Dataset entries

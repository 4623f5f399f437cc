use rand::Rng;
use rand::SeedableRng;
use rand_chacha::ChaCha8Rng;
use tracing::debug;

use super::part_sol::{PartSol, PartSolFactory};
use super::solution::Solution;
use super::{Item, ItemPos, KnapsackError, Profit, Weight};

/// Window size below which the partial sort switches to a plain sort.
pub const PARTIAL_SORT_LIMIT: usize = 128;

/// A contiguous range of item positions, inclusive on both ends.
#[derive(Clone, Copy, Debug, PartialEq, Eq)]
pub struct Interval {
    pub f: ItemPos,
    pub l: ItemPos,
}

#[derive(Clone, Copy, Debug, PartialEq, Eq, PartialOrd, Ord)]
enum SortStatus {
    None,
    Partial,
    Full,
}

/// A 0/1 knapsack instance.
///
/// The item vector is permuted while solving. Items moved before `f` or
/// after `l` have their value fixed: positions `< f` (together with
/// `reduced_solution`) are taken, positions `> l` are left out. Inside the
/// window, positions `[s..t]` form the sorted core, ordered by
/// non-increasing efficiency around the break item `b`; the ranges still
/// waiting to be sorted are kept as intervals in `int_left` / `int_right`.
#[derive(Clone)]
pub struct Instance {
    items: Vec<Item>,
    capacity_orig: Weight,

    b: ItemPos,
    f: ItemPos,
    l: ItemPos,
    s: ItemPos,
    t: ItemPos,
    sort_status: SortStatus,
    int_left: Vec<Interval>,
    int_right: Vec<Interval>,

    // Prefix sums over positions, entry k holding the weight/profit of
    // items [0..k). Only maintained while fully sorted.
    isum: Vec<Item>,

    sol_red: Solution,
    sol_break: Option<Solution>,
    sol_opt: Option<Solution>,
}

Exercise instructions:
Out of the entries, report each line that contains the word "SortStatus".

Response to the task:
enum SortStatus {
    sort_status: SortStatus,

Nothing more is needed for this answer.